5.3 Klachtonderdeel 2
Gedragsregel 24 lid 1 (oud) bepaalt dat de advocaat, tenzij hij goede gronden heeft om aan te nemen dat zijn cliënt niet in aanmerking kan komen voor door de overheid gefinancierde rechtshulp, verplicht is met zijn cliënt bij het begin van de zaak en verder telkens wanneer daartoe aanleiding bestaat, te overleggen of er termen zijn om te trachten door de overheid gefinancierde rechtshulp te verkrijgen. Gedragsregel 24 lid 3 (oud) bepaalt dat wanneer de cliënt mogelijk in aanmerking komt voor door de overheid gefinancierde rechtshulp en niettemin verkiest daarvan geen gebruik te maken, de advocaat dit schriftelijk dient vast te leggen.
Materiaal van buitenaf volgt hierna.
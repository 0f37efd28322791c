//! Turning a worker's `download_complete` into a cache record.

use std::path::Path;

use crate::detail::ContentDetail;
use crate::paths::relative_to_base;
use crate::protocol::EpisodeComplete;
use crate::store::{now_millis, CachedEpisode, Task};

/// Builds the cache record for a completed episode. The stored path is
/// relative to `base`.
pub fn cached_record(task: &Task, detail: &ContentDetail, base: &Path, done: &EpisodeComplete) -> CachedEpisode {
    let relative = relative_to_base(base, &done.file_path);
    CachedEpisode {
        unique_key: CachedEpisode::unique_key_for(&task.id, done.episode_number),
        task_id: task.id.clone(),
        episode_number: done.episode_number,
        episode_path: relative.to_string_lossy().into_owned(),
        title: task.title.clone(),
        poster: if detail.poster.is_empty() {
            task.poster.clone()
        } else {
            detail.poster.clone()
        },
        year: detail.year.clone(),
        description: detail.description.clone().unwrap_or_default(),
        category: detail.category.clone().unwrap_or_default(),
        type_name: detail.type_name.clone().unwrap_or_default(),
        total_episodes: detail.episodes.len() as u32,
        origin_source: if detail.source.is_empty() {
            task.source.clone()
        } else {
            detail.source.clone()
        },
        origin_id: if detail.id.is_empty() {
            task.source_id.clone()
        } else {
            detail.id.clone()
        },
        downloaded_at: now_millis(),
    }
}
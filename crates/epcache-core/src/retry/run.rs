//! Retry loop: run a closure until success, exhaustion, or cancellation.

use std::time::{Duration, Instant};
use tokio_util::sync::CancellationToken;

use super::classify;
use super::error::FetchError;
use super::policy::{RetryDecision, RetryPolicy};

const CANCEL_POLL: Duration = Duration::from_millis(50);

/// Sleeps for `d` on the current thread, waking early if `cancel` fires.
/// Returns false when cancelled.
pub fn sleep_unless_cancelled(d: Duration, cancel: &CancellationToken) -> bool {
    let deadline = Instant::now() + d;
    loop {
        if cancel.is_cancelled() {
            return false;
        }
        let now = Instant::now();
        if now >= deadline {
            return true;
        }
        std::thread::sleep((deadline - now).min(CANCEL_POLL));
    }
}

/// Runs a closure until it succeeds or the retry policy says to stop.
/// `on_retry(attempt, &err)` is called before each retry sleep so the caller
/// can emit a warning. No attempt starts once `cancel` has fired.
pub fn run_with_retry<F, R>(
    policy: &RetryPolicy,
    cancel: &CancellationToken,
    mut on_retry: R,
    mut f: F,
) -> Result<(), FetchError>
where
    F: FnMut() -> Result<(), FetchError>,
    R: FnMut(u32, &FetchError),
{
    let mut attempt = 1u32;
    loop {
        if cancel.is_cancelled() {
            return Err(FetchError::Aborted);
        }
        match f() {
            Ok(()) => return Ok(()),
            Err(e) => {
                let kind = classify::classify(&e);
                match policy.decide(attempt, kind) {
                    RetryDecision::NoRetry => return Err(e),
                    RetryDecision::RetryAfter(d) => {
                        on_retry(attempt, &e);
                        if !sleep_unless_cancelled(d, cancel) {
                            return Err(FetchError::Aborted);
                        }
                        attempt += 1;
                    }
                }
            }
        }
    }
}
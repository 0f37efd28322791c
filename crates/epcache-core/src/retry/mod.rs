//! Retry policy for fetches.
//!
//! Every failed fetch is retried a fixed number of times with a fixed delay,
//! except when the failure is an operator abort. Error classification is kept
//! so callers can count throttling and timeouts in their batch summaries.

mod classify;
mod error;
mod policy;
mod run;

pub use classify::{classify, classify_curl_error, classify_http_status};
pub use error::FetchError;
pub use policy::{ErrorKind, RetryDecision, RetryPolicy};
pub use run::{run_with_retry, sleep_unless_cancelled};
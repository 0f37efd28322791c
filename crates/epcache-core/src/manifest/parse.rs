//! Pure playlist parsing: variant selection and line localization.

use std::sync::LazyLock;

use regex::{NoExpand, Regex};
use url::Url;

use super::uri::resolve_uri;
use crate::paths::url_basename;

static BANDWIDTH_RE: LazyLock<Regex> =
    LazyLock::new(|| Regex::new(r"BANDWIDTH=(\d+)").unwrap());
static RESOLUTION_RE: LazyLock<Regex> =
    LazyLock::new(|| Regex::new(r"RESOLUTION=(\d+x\d+)").unwrap());
static URI_ATTR_RE: LazyLock<Regex> = LazyLock::new(|| Regex::new(r#"URI="([^"]+)""#).unwrap());

const SEGMENT_SUFFIXES: &[&str] = &[".ts", ".m4s", ".mp4", ".m4a", ".m4v", ".aac", ".mp3", ".vtt"];

/// One rendition listed in a master playlist.
#[derive(Debug, Clone, PartialEq, Eq)]
pub struct VariantStream {
    pub bandwidth: u64,
    pub resolution: Option<String>,
    pub url: String,
}

/// A downloadable resource referenced by a media playlist.
#[derive(Debug, Clone, PartialEq, Eq)]
pub struct Resource {
    pub url: String,
    /// Local filename inside the segment directory.
    pub file_name: String,
}

/// A media playlist rewritten to reference local files.
#[derive(Debug, Clone, PartialEq, Eq)]
pub struct Localized {
    /// Segments and keys in file order.
    pub resources: Vec<Resource>,
    pub text: String,
}

/// True when the playlist points at other playlists.
pub fn is_master_playlist(body: &str) -> bool {
    body.lines().map(str::trim).any(|l| {
        l.starts_with("#EXT-X-STREAM-INF") || (!l.starts_with('#') && l.contains(".m3u8"))
    })
}

/// Collects variant streams. A URI line is paired with the most recent
/// `#EXT-X-STREAM-INF` attributes; a bare `.m3u8` line gets bandwidth 0.
pub fn parse_variants(body: &str, base: &Url) -> Vec<VariantStream> {
    let mut variants = Vec::new();
    let mut pending: Option<(u64, Option<String>)> = None;
    for line in body.lines().map(str::trim) {
        if line.is_empty() {
            continue;
        }
        if line.starts_with("#EXT-X-STREAM-INF") {
            let bandwidth = BANDWIDTH_RE
                .captures(line)
                .and_then(|c| c[1].parse::<u64>().ok())
                .unwrap_or(0);
            let resolution = RESOLUTION_RE.captures(line).map(|c| c[1].to_string());
            pending = Some((bandwidth, resolution));
            continue;
        }
        if line.starts_with('#') {
            continue;
        }
        let attrs = pending.take();
        if attrs.is_none() && !line.contains(".m3u8") {
            continue;
        }
        let (bandwidth, resolution) = attrs.unwrap_or((0, None));
        if let Some(url) = resolve_uri(base, line) {
            variants.push(VariantStream {
                bandwidth,
                resolution,
                url,
            });
        }
    }
    variants
}

/// Highest bandwidth wins; on a tie the first listed is kept.
pub fn select_best(variants: &[VariantStream]) -> Option<&VariantStream> {
    let mut best: Option<&VariantStream> = None;
    for v in variants {
        match best {
            Some(b) if v.bandwidth <= b.bandwidth => {}
            _ => best = Some(v),
        }
    }
    best
}

/// Registers `url` once and returns its local filename.
fn register(resources: &mut Vec<Resource>, url: String, fallback: String) -> String {
    if let Some(existing) = resources.iter().find(|r| r.url == url) {
        return existing.file_name.clone();
    }
    let file_name = url_basename(&url).unwrap_or(fallback);
    resources.push(Resource {
        url,
        file_name: file_name.clone(),
    });
    file_name
}

fn is_segment_line(line: &str) -> bool {
    let path = line.split(['?', '#']).next().unwrap_or_default().to_ascii_lowercase();
    SEGMENT_SUFFIXES.iter().any(|s| path.ends_with(s))
}

/// Rewrites a media playlist to local filenames and lists what to fetch.
pub fn localize(body: &str, base: &Url) -> Localized {
    let mut resources: Vec<Resource> = Vec::new();
    let mut out = String::with_capacity(body.len());
    for raw in body.lines() {
        let line = raw.trim();
        let localized = if line.starts_with("#EXT-X-KEY") || line.starts_with("#EXT-X-MAP") {
            match URI_ATTR_RE.captures(line) {
                Some(caps) => match resolve_uri(base, &caps[1]) {
                    Some(url) => {
                        let fallback = format!("resource-{}.bin", resources.len());
                        let name = register(&mut resources, url, fallback);
                        URI_ATTR_RE
                            .replace(line, NoExpand(&format!("URI=\"{}\"", name)))
                            .into_owned()
                    }
                    None => raw.to_string(),
                },
                None => raw.to_string(),
            }
        } else if !line.is_empty() && !line.starts_with('#') && is_segment_line(line) {
            match resolve_uri(base, line) {
                Some(url) => {
                    let fallback = format!("segment-{}.ts", resources.len());
                    register(&mut resources, url, fallback)
                }
                None => raw.to_string(),
            }
        } else {
            raw.to_string()
        };
        out.push_str(&localized);
        out.push('\n');
    }

    Localized {
        resources,
        text: out,
    }
}

#[cfg(test)]
mod tests {
    use super::*;

    fn base() -> Url {
        Url::parse("https://cdn.example.com/vod/show/master.m3u8").unwrap()
    }

    const MASTER: &str = "#EXTM3U\n\
#EXT-X-STREAM-INF:BANDWIDTH=800000,RESOLUTION=640x360\n\
360p/index.m3u8\n\
#EXT-X-STREAM-INF:BANDWIDTH=2500000,RESOLUTION=1280x720\n\
720p/index.m3u8\n\
#EXT-X-STREAM-INF:BANDWIDTH=1400000,RESOLUTION=854x480\n\
/abs/480p/index.m3u8\n";

    #[test]
    fn master_detection() {
        assert!(is_master_playlist(MASTER));
        assert!(!is_master_playlist("#EXTM3U\n#EXTINF:4,\nseg-1.ts\n"));
    }

    #[test]
    fn variants_parsed_with_attributes() {
        let v = parse_variants(MASTER, &base());
        assert_eq!(v.len(), 3);
        assert_eq!(v[0].bandwidth, 800_000);
        assert_eq!(v[0].resolution.as_deref(), Some("640x360"));
        assert_eq!(v[0].url, "https://cdn.example.com/vod/show/360p/index.m3u8");
        assert_eq!(v[2].url, "https://cdn.example.com/abs/480p/index.m3u8");
    }

    #[test]
    fn best_is_max_bandwidth() {
        let v = parse_variants(MASTER, &base());
        let best = select_best(&v).unwrap();
        assert_eq!(best.bandwidth, 2_500_000);
        assert_eq!(best.url, "https://cdn.example.com/vod/show/720p/index.m3u8");
    }

    #[test]
    fn tie_keeps_first() {
        let body = "#EXT-X-STREAM-INF:BANDWIDTH=1000\na.m3u8\n#EXT-X-STREAM-INF:BANDWIDTH=1000\nb.m3u8\n";
        let v = parse_variants(body, &base());
        assert_eq!(select_best(&v).unwrap().url, "https://cdn.example.com/vod/show/a.m3u8");
    }

    #[test]
    fn bare_nested_manifest_line() {
        let body = "#EXTM3U\nhttps://edge.example.org/real/index.m3u8\n";
        let v = parse_variants(body, &base());
        assert_eq!(v.len(), 1);
        assert_eq!(v[0].bandwidth, 0);
        assert_eq!(v[0].url, "https://edge.example.org/real/index.m3u8");
    }

    #[test]
    fn empty_variant_list_has_no_best() {
        assert!(select_best(&[]).is_none());
    }

    #[test]
    fn localize_segments_and_key() {
        let body = "#EXTM3U\n\
#EXT-X-TARGETDURATION:4\n\
#EXT-X-KEY:METHOD=AES-128,URI=\"/keys/k1.key?t=9\",IV=0x01\n\
#EXTINF:4.0,\n\
seg-000.ts?token=a\n\
#EXTINF:4.0,\n\
https://other.example.net/x/seg-001.ts\n\
#EXT-X-ENDLIST\n";
        let loc = localize(body, &base());
        let urls: Vec<&str> = loc.resources.iter().map(|r| r.url.as_str()).collect();
        assert_eq!(
            urls,
            vec![
                "https://cdn.example.com/keys/k1.key?t=9",
                "https://cdn.example.com/vod/show/seg-000.ts?token=a",
                "https://other.example.net/x/seg-001.ts",
            ]
        );
        let names: Vec<&str> = loc.resources.iter().map(|r| r.file_name.as_str()).collect();
        assert_eq!(names, vec!["k1.key", "seg-000.ts", "seg-001.ts"]);
        assert!(loc.text.contains("#EXT-X-KEY:METHOD=AES-128,URI=\"k1.key\",IV=0x01\n"));
        assert!(loc.text.contains("\nseg-000.ts\n"));
        assert!(loc.text.contains("\nseg-001.ts\n"));
        assert!(loc.text.contains("#EXT-X-ENDLIST\n"));
    }

    #[test]
    fn localize_fmp4_init_section() {
        let body = "#EXTM3U\n#EXT-X-MAP:URI=\"init.mp4\"\n#EXTINF:4,\nchunk-1.m4s\n";
        let loc = localize(body, &base());
        assert_eq!(loc.resources.len(), 2);
        assert_eq!(loc.resources[0].file_name, "init.mp4");
        assert_eq!(loc.resources[1].file_name, "chunk-1.m4s");
        assert!(loc.text.contains("#EXT-X-MAP:URI=\"init.mp4\""));
    }

    #[test]
    fn repeated_key_listed_once() {
        let body = "#EXT-X-KEY:METHOD=AES-128,URI=\"k.key\"\nseg1.ts\n#EXT-X-KEY:METHOD=AES-128,URI=\"k.key\"\nseg2.ts\n";
        let loc = localize(body, &base());
        assert_eq!(loc.resources.len(), 3);
    }

    #[test]
    fn unknown_lines_pass_through() {
        let body = "#EXTM3U\n#EXT-X-KEY:METHOD=NONE\nnotes.txt\n";
        let loc = localize(body, &base());
        assert!(loc.resources.is_empty());
        assert_eq!(loc.text, body);
    }
}
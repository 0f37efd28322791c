//! Task worker: processes a job's episodes one after another and reports
//! each outcome as a protocol message.
//!
//! [`run_job`] is the in-process engine; [`stdio::run_stdio`] wraps it in the
//! process protocol used by the supervisor.

mod episode;
pub mod stdio;

pub use stdio::run_stdio;

use tokio_util::sync::CancellationToken;

use crate::protocol::WorkerJob;
use crate::report::Reporter;

/// Where the worker is in its job. Logged on every transition.
#[derive(Debug, Clone, Copy, PartialEq, Eq)]
pub enum WorkerState {
    Idle,
    ResolvingManifest(u32),
    Downloading(u32),
    Merging(u32),
    Done,
    Terminated,
}

impl WorkerState {
    fn enter(&mut self, next: WorkerState) {
        tracing::debug!(from = ?*self, to = ?next, "worker state");
        *self = next;
    }
}

/// Per-job outcome.
#[derive(Debug, Clone, Default, PartialEq, Eq)]
pub struct WorkerSummary {
    pub completed: Vec<u32>,
    pub failed: Vec<u32>,
    pub terminated: bool,
}

impl WorkerSummary {
    /// 0 when at least one episode completed.
    pub fn exit_code(&self) -> i32 {
        if self.completed.is_empty() {
            1
        } else {
            0
        }
    }
}

/// Runs every episode of `job` in order, stopping early once `cancel` fires.
pub async fn run_job(job: &WorkerJob, reporter: &Reporter, cancel: &CancellationToken) -> WorkerSummary {
    let mut state = WorkerState::Idle;
    let mut summary = WorkerSummary::default();
    reporter.info(format!(
        "task {} ({}): {} episode(s) into {}",
        job.task_title,
        job.task_id,
        job.episodes.len(),
        job.download_dir.display()
    ));

    for ep in &job.episodes {
        if cancel.is_cancelled() {
            summary.terminated = true;
            break;
        }
        match episode::download_episode(job, ep, cancel, reporter, &mut state).await {
            Ok(path) => {
                reporter.info(format!("episode {} saved to {}", ep.episode_number, path.display()));
                reporter.complete(ep.episode_number, path, &job.task_title);
                summary.completed.push(ep.episode_number);
            }
            Err(e) if cancel.is_cancelled() && e.is_aborted() => {
                reporter.warn(format!("episode {} interrupted by termination", ep.episode_number));
                summary.terminated = true;
                break;
            }
            Err(e) => {
                reporter.error(format!("episode {} failed: {}", ep.episode_number, e));
                reporter.failed(ep.episode_number, &job.task_title);
                summary.failed.push(ep.episode_number);
            }
        }
    }

    state.enter(if summary.terminated {
        WorkerState::Terminated
    } else {
        WorkerState::Done
    });
    reporter.info(format!(
        "task finished: {} succeeded, {} failed",
        summary.completed.len(),
        summary.failed.len()
    ));
    summary
}

#[cfg(test)]
mod tests {
    use super::*;
    use crate::protocol::{EpisodeSource, WorkerMessage, WorkerSettings};

    fn job(dir: &std::path::Path, episodes: Vec<EpisodeSource>) -> WorkerJob {
        WorkerJob {
            task_id: "t1".into(),
            task_title: "Show".into(),
            download_dir: dir.to_path_buf(),
            timeout_secs: 5,
            episodes,
            settings: WorkerSettings {
                retries: 0,
                retry_delay_ms: 0,
                ..WorkerSettings::default()
            },
        }
    }

    #[test]
    fn exit_code_reflects_completions() {
        let mut s = WorkerSummary::default();
        assert_eq!(s.exit_code(), 1);
        s.failed.push(1);
        assert_eq!(s.exit_code(), 1);
        s.completed.push(2);
        assert_eq!(s.exit_code(), 0);
    }

    #[tokio::test]
    async fn already_cancelled_job_does_nothing() {
        let dir = tempfile::tempdir().unwrap();
        let j = job(
            dir.path(),
            vec![EpisodeSource {
                episode_number: 1,
                url: "http://127.0.0.1:9/ep1.mp4".into(),
            }],
        );
        let cancel = CancellationToken::new();
        cancel.cancel();
        let summary = run_job(&j, &Reporter::silent(), &cancel).await;
        assert!(summary.terminated);
        assert!(summary.completed.is_empty() && summary.failed.is_empty());
    }

    #[tokio::test]
    async fn existing_file_completes_without_network() {
        let dir = tempfile::tempdir().unwrap();
        std::fs::write(dir.path().join("Show_E01.mp4"), b"done").unwrap();
        let j = job(
            dir.path(),
            vec![EpisodeSource {
                episode_number: 1,
                url: "http://127.0.0.1:9/ep1.mp4".into(),
            }],
        );
        let (reporter, mut rx) = Reporter::channel();
        let summary = run_job(&j, &reporter, &CancellationToken::new()).await;
        assert_eq!(summary.completed, vec![1]);
        drop(reporter);
        let mut saw_complete = false;
        while let Some(msg) = rx.recv().await {
            if let WorkerMessage::DownloadComplete(c) = msg {
                assert_eq!(c.episode_number, 1);
                assert_eq!(c.file_path, dir.path().join("Show_E01.mp4"));
                saw_complete = true;
            }
        }
        assert!(saw_complete);
    }

    #[tokio::test]
    async fn unreachable_episode_reports_error_and_continues() {
        let dir = tempfile::tempdir().unwrap();
        std::fs::write(dir.path().join("Show_E02.mp4"), b"done").unwrap();
        let j = job(
            dir.path(),
            vec![
                EpisodeSource {
                    episode_number: 1,
                    url: "http://127.0.0.1:9/ep1.mp4".into(),
                },
                EpisodeSource {
                    episode_number: 2,
                    url: "http://127.0.0.1:9/ep2.mp4".into(),
                },
            ],
        );
        let summary = run_job(&j, &Reporter::silent(), &CancellationToken::new()).await;
        assert_eq!(summary.failed, vec![1]);
        assert_eq!(summary.completed, vec![2]);
        assert_eq!(summary.exit_code(), 0);
    }
}
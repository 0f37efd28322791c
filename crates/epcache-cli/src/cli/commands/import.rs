//! `epcache import <json>` – load legacy task or cached-video arrays.

use anyhow::{Context, Result};
use std::path::Path;

use crate::cli::CliContext;

pub async fn run_import(ctx: &CliContext, path: &Path, cached: bool) -> Result<()> {
    let json = tokio::fs::read_to_string(path)
        .await
        .with_context(|| format!("read {}", path.display()))?;
    if cached {
        let n = ctx.db.import_cached_json(&json).await?;
        println!("Imported {} cached episode(s) from {}", n, path.display());
    } else {
        let n = ctx.db.import_tasks_json(&json).await?;
        println!("Imported {} task(s) from {}", n, path.display());
    }
    Ok(())
}
//! One episode: manifest → segments → merge, or a single whole-file fetch.

use std::path::PathBuf;
use std::sync::atomic::{AtomicBool, AtomicUsize, Ordering};
use std::sync::{Arc, Mutex};

use tokio_util::sync::CancellationToken;

use super::WorkerState;
use crate::downloader::{fetch_to_file, run_pool, FetchJob, FetchOptions, ProgressThrottle};
use crate::error::EpisodeError;
use crate::manifest::{self, is_manifest_url};
use crate::merge::{merge, MergeOutcome, MergeRequest};
use crate::paths::{episode_output_path, merged_output_path, segment_dir_for};
use crate::protocol::{EpisodeSource, WorkerJob};
use crate::report::Reporter;

fn fetch_options(job: &WorkerJob) -> FetchOptions {
    FetchOptions {
        user_agent: job.settings.user_agent.clone(),
        timeout: job.settings.segment_timeout(),
        progress_interval: job.settings.progress_interval(),
        ..FetchOptions::default()
    }
}

/// Cancels a child token when the episode budget runs out, so a timeout
/// can be told apart from operator termination.
struct Deadline {
    token: CancellationToken,
    expired: Arc<AtomicBool>,
    timer: tokio::task::JoinHandle<()>,
}

impl Deadline {
    fn start(parent: &CancellationToken, budget: std::time::Duration) -> Self {
        let token = parent.child_token();
        let expired = Arc::new(AtomicBool::new(false));
        let (t, e) = (token.clone(), Arc::clone(&expired));
        let timer = tokio::spawn(async move {
            tokio::time::sleep(budget).await;
            e.store(true, Ordering::SeqCst);
            t.cancel();
        });
        Self {
            token,
            expired,
            timer,
        }
    }

    fn error(&self, budget: std::time::Duration) -> EpisodeError {
        if self.expired.load(Ordering::SeqCst) {
            EpisodeError::Timeout(budget)
        } else {
            EpisodeError::Aborted
        }
    }
}

impl Drop for Deadline {
    fn drop(&mut self) {
        self.timer.abort();
    }
}

async fn blocking<T, F>(f: F) -> Result<T, EpisodeError>
where
    F: FnOnce() -> T + Send + 'static,
    T: Send + 'static,
{
    tokio::task::spawn_blocking(f)
        .await
        .map_err(|e| EpisodeError::Io(std::io::Error::other(e.to_string())))
}

/// Downloads one episode into the job's directory and returns the file to record.
pub(crate) async fn download_episode(
    job: &WorkerJob,
    episode: &EpisodeSource,
    cancel: &CancellationToken,
    reporter: &Reporter,
    state: &mut WorkerState,
) -> Result<PathBuf, EpisodeError> {
    std::fs::create_dir_all(&job.download_dir)?;
    if is_manifest_url(&episode.url) {
        download_manifest(job, episode, cancel, reporter, state).await
    } else {
        download_file(job, episode, cancel, reporter, state).await
    }
}

async fn download_file(
    job: &WorkerJob,
    episode: &EpisodeSource,
    cancel: &CancellationToken,
    reporter: &Reporter,
    state: &mut WorkerState,
) -> Result<PathBuf, EpisodeError> {
    state.enter(WorkerState::Downloading(episode.episode_number));
    let output = episode_output_path(&job.download_dir, &job.task_title, episode.episode_number, &episode.url);
    reporter.info(format!("downloading {} from {}", output.display(), episode.url));

    let opts = fetch_options(job).with_timeout(job.timeout()).verbose(true);
    let policy = job.settings.retry_policy();
    let jobs = vec![FetchJob {
        url: episode.url.clone(),
        dest: output.clone(),
    }];
    let concurrency = job.settings.file_concurrency;
    let (c, r) = (cancel.clone(), reporter.clone());
    let summary = blocking(move || {
        let fetch_reporter = r.clone();
        run_pool(jobs, concurrency, &policy, &c, &r, move |job, cancel| {
            fetch_to_file(&job.url, &job.dest, &opts, cancel, &fetch_reporter).map(|_| ())
        })
    })
    .await?;

    if summary.cancelled > 0 {
        return Err(EpisodeError::Aborted);
    }
    if summary.skipped > 0 {
        reporter.info(format!("{} already present", output.display()));
    }
    if !summary.all_succeeded() {
        return Err(EpisodeError::SegmentFetch {
            failed: summary.failed,
            total: summary.total,
        });
    }
    Ok(output)
}

async fn download_manifest(
    job: &WorkerJob,
    episode: &EpisodeSource,
    cancel: &CancellationToken,
    reporter: &Reporter,
    state: &mut WorkerState,
) -> Result<PathBuf, EpisodeError> {
    let output = merged_output_path(&job.download_dir, &job.task_title, episode.episode_number);
    if output.exists() {
        reporter.info(format!("{} already present", output.display()));
        return Ok(output);
    }
    let segment_dir = segment_dir_for(&output);
    let budget = job.timeout();
    let deadline = Deadline::start(cancel, budget);
    let opts = fetch_options(job);
    let policy = job.settings.retry_policy();

    state.enter(WorkerState::ResolvingManifest(episode.episode_number));
    reporter.info(format!("resolving manifest {}", episode.url));
    let resolved = {
        let (url, dir, o, c, r) = (
            episode.url.clone(),
            segment_dir.clone(),
            opts.clone(),
            deadline.token.clone(),
            reporter.clone(),
        );
        blocking(move || manifest::resolve(&url, &dir, &o, &policy, &c, &r)).await?
    };
    let resolved = match resolved {
        Ok(r) => r,
        Err(e) if e.is_aborted() => return Err(deadline.error(budget)),
        Err(e) => return Err(e),
    };

    state.enter(WorkerState::Downloading(episode.episode_number));
    let jobs = resolved.jobs(&segment_dir);
    let total = jobs.len();
    let concurrency = job.settings.segment_concurrency;
    reporter.info(format!("downloading {} segments, concurrency {}", total, concurrency));
    let summary = {
        let (c, r) = (deadline.token.clone(), reporter.clone());
        let done = Arc::new(AtomicUsize::new(0));
        let throttle = Arc::new(Mutex::new(ProgressThrottle::new(job.settings.progress_interval())));
        blocking(move || {
            let fetch_reporter = r.clone();
            run_pool(jobs, concurrency, &policy, &c, &r, move |job, cancel| {
                let res = fetch_to_file(&job.url, &job.dest, &opts, cancel, &fetch_reporter).map(|_| ());
                let n = done.fetch_add(1, Ordering::Relaxed) + 1;
                if n == total || throttle.lock().unwrap().ready() {
                    fetch_reporter.debug(format!("segment {}/{}", n, total));
                }
                res
            })
        })
        .await?
    };

    if deadline.token.is_cancelled() {
        return Err(deadline.error(budget));
    }
    drop(deadline);

    if summary.all_succeeded() {
        reporter.info(format!("all {} segments downloaded", total));
    } else {
        reporter.warn(format!(
            "{}/{} segments downloaded, {} failed",
            summary.available(),
            total,
            summary.failed
        ));
        if !job.settings.allow_partial_merge || summary.available() == 0 {
            return Err(EpisodeError::SegmentFetch {
                failed: summary.failed,
                total,
            });
        }
    }

    state.enter(WorkerState::Merging(episode.episode_number));
    let req = MergeRequest {
        manifest_path: resolved.manifest_path.clone(),
        segment_dir,
        output,
        source_url: episode.url.clone(),
        ffmpeg_path: job.settings.ffmpeg_path.clone(),
        timeout: job.timeout(),
    };
    match merge(&req, &fetch_options(job), cancel, reporter).await? {
        MergeOutcome::Merged(path) => Ok(path),
        MergeOutcome::Unmerged { manifest_path } => {
            reporter.warn(format!("keeping unmerged playlist {}", manifest_path.display()));
            Ok(manifest_path)
        }
    }
}
//! Worker-side message sink.

use std::path::PathBuf;
use tokio::sync::mpsc;

use crate::protocol::{EpisodeComplete, EpisodeFailed, WorkerMessage};

/// Cloneable handle for emitting worker messages from any thread.
///
/// Messages go onto an unbounded channel so blocking fetch threads never wait
/// on stdout. A silent reporter drops everything (used by tests and by the
/// CLI when it downloads outside a worker).
#[derive(Clone, Debug)]
pub struct Reporter {
    tx: Option<mpsc::UnboundedSender<WorkerMessage>>,
}

impl Reporter {
    pub fn channel() -> (Self, mpsc::UnboundedReceiver<WorkerMessage>) {
        let (tx, rx) = mpsc::unbounded_channel();
        (Self { tx: Some(tx) }, rx)
    }

    pub fn silent() -> Self {
        Self { tx: None }
    }

    pub fn send(&self, msg: WorkerMessage) {
        if let Some(tx) = &self.tx {
            let _ = tx.send(msg);
        }
    }

    pub fn info(&self, text: impl Into<String>) {
        self.send(WorkerMessage::Info(text.into()));
    }

    pub fn warn(&self, text: impl Into<String>) {
        self.send(WorkerMessage::Warn(text.into()));
    }

    pub fn error(&self, text: impl Into<String>) {
        self.send(WorkerMessage::Error(text.into()));
    }

    pub fn debug(&self, text: impl Into<String>) {
        self.send(WorkerMessage::Debug(text.into()));
    }

    pub fn complete(&self, episode_number: u32, file_path: PathBuf, task_title: &str) {
        self.send(WorkerMessage::DownloadComplete(EpisodeComplete {
            episode_number,
            file_path,
            task_title: task_title.to_string(),
        }));
    }

    pub fn failed(&self, episode_number: u32, task_title: &str) {
        self.send(WorkerMessage::DownloadError(EpisodeFailed {
            episode_number,
            task_title: task_title.to_string(),
        }));
    }
}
5.4 Uit de overgelegde stukken en hetgeen ter zitting naar voren is gebracht blijkt dat verweerder klager er herhaaldelijk (schriftelijk) op heeft gewezen dat hij bereid was om klager in het executiegeschil bij te staan, maar dat hij die werkzaamheden enkel op betalende basis en dus niet op basis van een toevoeging, zou verrichten. Klager heeft er vervolgens mee ingestemd dat verweerder hem in het executiegeschil op betalende basis zou bijstaan. Dit is (nogmaals) schriftelijk vastgelegd in de opdrachtbevestiging d.d. 28 juli 2016, die door klager voor akkoord is ondertekend. Aldus heeft verweerder gehandeld conform hetgeen Gedragsregel 24 lid 3 (oud) voorschrijft. Ook klachtonderdeel 2 is derhalve ongegrond.
BESLISSING
De raad van discipline:
verklaart de klacht in beide onderdelen ongegrond.
Aldus beslist door mr. S.H.L. Baggel, voorzitter, mrs. W. A.A.J. Fick-Nolet, R. van den Dungen, leden, bijgestaan door mr. T.H.G. Huber - Van de Langenberg, als griffier en uitgesproken ter openbare zitting van 9 september 2019.